- _EXTRACTED RECORDS_
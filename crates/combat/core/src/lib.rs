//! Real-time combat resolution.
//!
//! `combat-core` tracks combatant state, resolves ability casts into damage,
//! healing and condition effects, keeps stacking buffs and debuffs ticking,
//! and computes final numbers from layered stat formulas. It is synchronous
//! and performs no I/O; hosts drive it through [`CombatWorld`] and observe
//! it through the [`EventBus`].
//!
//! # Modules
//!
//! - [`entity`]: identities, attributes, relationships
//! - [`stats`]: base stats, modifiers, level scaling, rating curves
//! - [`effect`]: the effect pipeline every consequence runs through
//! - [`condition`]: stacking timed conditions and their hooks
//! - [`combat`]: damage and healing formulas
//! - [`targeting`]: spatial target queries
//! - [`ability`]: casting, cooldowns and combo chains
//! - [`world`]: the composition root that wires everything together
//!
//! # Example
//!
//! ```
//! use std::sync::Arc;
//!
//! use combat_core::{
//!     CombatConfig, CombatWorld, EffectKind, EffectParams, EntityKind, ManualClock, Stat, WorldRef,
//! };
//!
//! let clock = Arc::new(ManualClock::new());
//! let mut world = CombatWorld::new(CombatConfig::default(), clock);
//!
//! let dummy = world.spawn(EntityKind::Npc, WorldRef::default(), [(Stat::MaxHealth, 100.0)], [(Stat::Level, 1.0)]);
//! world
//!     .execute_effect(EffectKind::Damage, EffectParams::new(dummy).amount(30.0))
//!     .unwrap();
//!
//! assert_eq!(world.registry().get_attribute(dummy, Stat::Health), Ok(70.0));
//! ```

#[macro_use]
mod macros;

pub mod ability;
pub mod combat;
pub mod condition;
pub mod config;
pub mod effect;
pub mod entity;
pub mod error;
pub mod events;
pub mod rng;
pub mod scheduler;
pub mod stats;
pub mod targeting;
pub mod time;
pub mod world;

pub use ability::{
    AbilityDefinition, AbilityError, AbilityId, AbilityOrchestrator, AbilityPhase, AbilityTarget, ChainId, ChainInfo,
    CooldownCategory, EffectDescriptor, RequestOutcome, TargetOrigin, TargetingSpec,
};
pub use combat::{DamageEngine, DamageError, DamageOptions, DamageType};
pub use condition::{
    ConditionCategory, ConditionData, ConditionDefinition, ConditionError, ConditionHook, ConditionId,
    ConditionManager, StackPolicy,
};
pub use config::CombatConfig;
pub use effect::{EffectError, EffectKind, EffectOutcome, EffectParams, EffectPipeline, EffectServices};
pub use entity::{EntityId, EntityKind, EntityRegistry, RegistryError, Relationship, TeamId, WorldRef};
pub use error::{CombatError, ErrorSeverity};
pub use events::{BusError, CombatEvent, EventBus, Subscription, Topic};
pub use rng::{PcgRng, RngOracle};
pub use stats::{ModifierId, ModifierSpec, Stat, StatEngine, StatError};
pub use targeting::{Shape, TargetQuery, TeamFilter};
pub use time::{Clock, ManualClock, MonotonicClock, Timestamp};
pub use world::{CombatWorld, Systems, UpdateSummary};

- _WHAT TO PRODUCE_
Once every line above has been checked for the string "dummy", give the number of matching lines and nothing more.

- _TASK RESPONSE_
3